If this is very out of character I would have a word with his oncology team. It is v possible that he has secondary cancers in his brain and this can make patients behave in very unlikely ways. A scan will clarify this.
Either way I’m so sad you are going through this- must be very hurtful. 🌺

BottleBlondeMachiavelli · 30/04/2025 23:56

You don’t sound cold at all.

Good that he was admitted. If nothing else they’ll get his pain under control.

ApolloandDaphne · 01/05/2025 06:17

You need to do whatever you need to do to get through this and support your son. It sounds very difficult to deal with.

Unexpecteddrivinginstructor · 01/05/2025 06:35

Do make sure that you are discussing this with the school and that you have plans in place with them to support your son.

Dogpawsandcatwhiskers · 01/05/2025 08:41

Just seen your sad update and sending you much strength for the next few days. It's a very tough and scary place for everyone in your family.

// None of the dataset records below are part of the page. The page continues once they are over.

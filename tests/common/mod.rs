//! In-memory cluster client for integration tests.
//!
//! Objects are kept as JSON and deserialized into the requested kind, watch
//! streams are unbounded channels the test pushes into, and every call is
//! recorded for assertions.

#![allow(dead_code)]

use std::collections::{BTreeMap, HashMap};
use std::sync::{Arc, Mutex, MutexGuard};
use std::time::Duration;

use futures::StreamExt;
use futures::channel::mpsc::{UnboundedSender, unbounded};
use k8s_openapi::api::core::v1::{EndpointAddress, EndpointSubset, Endpoints, Pod, PodStatus};
use k8s_openapi::apimachinery::pkg::apis::meta::v1::ObjectMeta;
use kube::Resource;
use kube::api::{ListParams, WatchParams};
use kube_watch_registry::{
    AddressEvent, AddressSource, BoxError, ClusterClient, Kind, NativeEvent, NativeEventStream,
    ResourceList,
};
use serde::Serialize;
use serde_json::Value;

/// How long a test waits for something that should happen promptly.
pub const PROMPTLY: Duration = Duration::from_secs(5);

type Target = (Kind, String);
type FakeEvent = Result<NativeEvent<Value>, String>;

/// A recorded client call.
#[derive(Clone, Debug, PartialEq, Eq)]
pub enum Call {
    List {
        kind: Kind,
        namespace: String,
        labels: Option<String>,
        fields: Option<String>,
    },
    Get {
        kind: Kind,
        namespace: String,
        name: String,
    },
    Watch {
        kind: Kind,
        namespace: String,
        resource_version: String,
        labels: Option<String>,
        fields: Option<String>,
    },
}

impl Call {
    pub fn namespace(&self) -> &str {
        match self {
            Self::List { namespace, .. }
            | Self::Get { namespace, .. }
            | Self::Watch { namespace, .. } => namespace,
        }
    }
}

#[derive(Default)]
struct Inner {
    version: u64,
    objects: HashMap<Target, BTreeMap<String, Value>>,
    watchers: HashMap<Target, Vec<UnboundedSender<FakeEvent>>>,
    failing_reads: HashMap<String, usize>,
    failing_watches: HashMap<String, usize>,
    calls: Vec<Call>,
}

impl Inner {
    fn bump(&mut self) -> String {
        self.version += 1;
        self.version.to_string()
    }

    fn take_failure(counters: &mut HashMap<String, usize>, namespace: &str) -> bool {
        match counters.get_mut(namespace) {
            Some(0) | None => false,
            Some(remaining) => {
                if *remaining != usize::MAX {
                    *remaining -= 1;
                }

                true
            }
        }
    }
}

/// Shared handle to the fake cluster; clones observe the same state.
#[derive(Clone, Default)]
pub struct FakeCluster {
    inner: Arc<Mutex<Inner>>,
}

impl FakeCluster {
    pub fn new() -> Self {
        Self::default()
    }

    fn lock(&self) -> MutexGuard<'_, Inner> {
        self.inner.lock().unwrap()
    }

    /// Stores `obj` (stamped with a fresh resource version) without notifying watchers.
    pub fn put<K: AddressSource + Serialize>(&self, namespace: &str, mut obj: K) -> K {
        let mut inner = self.lock();
        obj.meta_mut().resource_version = Some(inner.bump());
        let name = obj.meta().name.clone().unwrap_or_default();
        inner
            .objects
            .entry((K::KIND, namespace.to_string()))
            .or_default()
            .insert(name, serde_json::to_value(&obj).unwrap());

        obj
    }

    /// Removes the object named `name` without notifying watchers.
    pub fn remove<K: AddressSource + Serialize>(&self, namespace: &str, name: &str) -> Option<K> {
        let mut inner = self.lock();
        let version = inner.bump();
        let value = inner
            .objects
            .get_mut(&(K::KIND, namespace.to_string()))?
            .remove(name)?;

        let mut obj: K = serde_json::from_value(value).unwrap();
        obj.meta_mut().resource_version = Some(version);
        Some(obj)
    }

    /// Delivers an event to every open watch on the target; returns how many received it.
    pub fn push<K: AddressSource + Serialize>(
        &self,
        namespace: &str,
        event: NativeEvent<K>,
    ) -> usize {
        let event = match event {
            NativeEvent::Added(obj) => NativeEvent::Added(serde_json::to_value(obj).unwrap()),
            NativeEvent::Modified(obj) => NativeEvent::Modified(serde_json::to_value(obj).unwrap()),
            NativeEvent::Deleted(obj) => NativeEvent::Deleted(serde_json::to_value(obj).unwrap()),
            NativeEvent::Bookmark(version) => NativeEvent::Bookmark(version),
            NativeEvent::Error { code, message } => NativeEvent::Error { code, message },
        };

        self.send(K::KIND, namespace, &Ok(event))
    }

    /// Makes every open watch on the target yield a transport error.
    pub fn break_watches(&self, kind: Kind, namespace: &str) -> usize {
        self.send(kind, namespace, &Err("connection reset by peer".to_string()))
    }

    fn send(&self, kind: Kind, namespace: &str, event: &FakeEvent) -> usize {
        let mut inner = self.lock();
        let Some(senders) = inner.watchers.get_mut(&(kind, namespace.to_string())) else {
            return 0;
        };

        senders.retain(|tx| tx.unbounded_send(event.clone()).is_ok());
        senders.len()
    }

    /// Ends every open watch stream on the target, as the API server does on timeout.
    pub fn close_watches(&self, kind: Kind, namespace: &str) {
        self.lock().watchers.remove(&(kind, namespace.to_string()));
    }

    /// Number of watch streams on the target whose consumer is still alive.
    pub fn live_watches(&self, kind: Kind, namespace: &str) -> usize {
        self.lock()
            .watchers
            .get(&(kind, namespace.to_string()))
            .map_or(0, |senders| senders.iter().filter(|tx| !tx.is_closed()).count())
    }

    /// Fails the next `count` list and get calls in `namespace` (`usize::MAX`: until healed).
    pub fn fail_reads(&self, namespace: &str, count: usize) {
        self.lock().failing_reads.insert(namespace.to_string(), count);
    }

    /// Fails the next `count` watch calls in `namespace` (`usize::MAX`: until healed).
    pub fn fail_watches(&self, namespace: &str, count: usize) {
        self.lock().failing_watches.insert(namespace.to_string(), count);
    }

    /// Clears every injected failure for `namespace`.
    pub fn heal(&self, namespace: &str) {
        let mut inner = self.lock();
        inner.failing_reads.remove(namespace);
        inner.failing_watches.remove(namespace);
    }

    pub fn calls(&self) -> Vec<Call> {
        self.lock().calls.clone()
    }

    pub fn list_calls(&self, kind: Kind, namespace: &str) -> usize {
        self.calls()
            .iter()
            .filter(|call| {
                matches!(call, Call::List { kind: k, namespace: ns, .. }
                    if *k == kind && ns == namespace)
            })
            .count()
    }

    pub fn watch_calls(&self, kind: Kind, namespace: &str) -> Vec<Call> {
        self.calls()
            .into_iter()
            .filter(|call| {
                matches!(call, Call::Watch { kind: k, namespace: ns, .. }
                    if *k == kind && ns == namespace)
            })
            .collect()
    }
}

fn convert<K: AddressSource>(event: FakeEvent) -> Result<NativeEvent<K>, BoxError> {
    Ok(match event? {
        NativeEvent::Added(value) => NativeEvent::Added(serde_json::from_value(value)?),
        NativeEvent::Modified(value) => NativeEvent::Modified(serde_json::from_value(value)?),
        NativeEvent::Deleted(value) => NativeEvent::Deleted(serde_json::from_value(value)?),
        NativeEvent::Bookmark(version) => NativeEvent::Bookmark(version),
        NativeEvent::Error { code, message } => NativeEvent::Error { code, message },
    })
}

impl ClusterClient for FakeCluster {
    async fn list<K: AddressSource>(
        &self,
        namespace: &str,
        params: &ListParams,
    ) -> Result<ResourceList<K>, BoxError> {
        let mut inner = self.lock();
        inner.calls.push(Call::List {
            kind: K::KIND,
            namespace: namespace.to_string(),
            labels: params.label_selector.clone(),
            fields: params.field_selector.clone(),
        });

        if Inner::take_failure(&mut inner.failing_reads, namespace) {
            return Err(format!("list {} in {namespace}: connection refused", K::KIND).into());
        }

        let items = inner
            .objects
            .get(&(K::KIND, namespace.to_string()))
            .into_iter()
            .flat_map(BTreeMap::values)
            .map(|value| serde_json::from_value(value.clone()))
            .collect::<Result<Vec<K>, _>>()?;

        Ok(ResourceList {
            resource_version: inner.version.to_string(),
            items,
        })
    }

    async fn get<K: AddressSource>(&self, namespace: &str, name: &str) -> Result<K, BoxError> {
        let mut inner = self.lock();
        inner.calls.push(Call::Get {
            kind: K::KIND,
            namespace: namespace.to_string(),
            name: name.to_string(),
        });

        if Inner::take_failure(&mut inner.failing_reads, namespace) {
            return Err(format!("get {} in {namespace}: connection refused", K::KIND).into());
        }

        let value = inner
            .objects
            .get(&(K::KIND, namespace.to_string()))
            .and_then(|objects| objects.get(name))
            .ok_or_else(|| format!("{} \"{name}\" not found", K::KIND))?;

        Ok(serde_json::from_value(value.clone())?)
    }

    async fn watch<K: AddressSource>(
        &self,
        namespace: &str,
        params: &WatchParams,
        resource_version: &str,
    ) -> Result<NativeEventStream<K>, BoxError> {
        let mut inner = self.lock();
        inner.calls.push(Call::Watch {
            kind: K::KIND,
            namespace: namespace.to_string(),
            resource_version: resource_version.to_string(),
            labels: params.label_selector.clone(),
            fields: params.field_selector.clone(),
        });

        if Inner::take_failure(&mut inner.failing_watches, namespace) {
            return Err(format!("watch {} in {namespace}: forbidden", K::KIND).into());
        }

        let (tx, rx) = unbounded();
        inner
            .watchers
            .entry((K::KIND, namespace.to_string()))
            .or_default()
            .push(tx);

        Ok(rx.map(convert::<K>).boxed())
    }
}

pub fn pod(name: &str, ip: &str) -> Pod {
    Pod {
        metadata: ObjectMeta {
            name: Some(name.to_string()),
            ..Default::default()
        },
        status: Some(PodStatus {
            phase: Some("Running".to_string()),
            pod_ip: Some(ip.to_string()),
            ..Default::default()
        }),
        ..Default::default()
    }
}

pub fn endpoints(name: &str, ready: &[&str], not_ready: &[&str]) -> Endpoints {
    let to_addrs = |ips: &[&str]| {
        ips.iter()
            .map(|ip| EndpointAddress {
                ip: (*ip).to_string(),
                ..Default::default()
            })
            .collect::<Vec<_>>()
    };

    Endpoints {
        metadata: ObjectMeta {
            name: Some(name.to_string()),
            ..Default::default()
        },
        subsets: Some(vec![EndpointSubset {
            addresses: Some(to_addrs(ready)),
            not_ready_addresses: Some(to_addrs(not_ready)),
            ..Default::default()
        }]),
        ..Default::default()
    }
}

/// Receives events until one for `namespace` arrives.
pub async fn next_in(
    app: &mut kube_watch_registry::WatcherApp<FakeCluster>,
    namespace: &str,
) -> AddressEvent {
    tokio::time::timeout(PROMPTLY, async {
        loop {
            let event = app.recv().await.expect("event channel closed");
            if event.namespace == namespace {
                return event;
            }
        }
    })
    .await
    .expect("no event in time")
}

/// Polls `condition` until it holds.
pub async fn eventually(mut condition: impl FnMut() -> bool) {
    tokio::time::timeout(PROMPTLY, async {
        while !condition() {
            tokio::time::sleep(Duration::from_millis(10)).await;
        }
    })
    .await
    .expect("condition not reached in time");
}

Seawolves · 01/05/2025 09:08

It's not cold at all, I found myself focusing on all manner of things when we were at the stage you are at now. Are you getting some support for you? Is the hospice involved?

Mischance · 01/05/2025 09:24

My hope for you all is that this heralds a speedy end to his suffering. Sending a handhold.

ZoggyStirdust · 01/05/2025 09:31

I don’t want o be harsh here and It’s horrible what you’re having to go through, but you say the illness and the change in behaviour are recent. That means he’s only been like this a short period of time and you’re considering leaving him?

the poor man is seriously ill and dying. That is likely impacting his behaviour. I think you should very carefully think about this before you take any action as it does seem pretty knee jerk

Sickdissapointed · 01/05/2025 10:20

Agree discussion with Mac nurse re possible hospice placement might be good for you and husband. Thinking of you both sending love and support.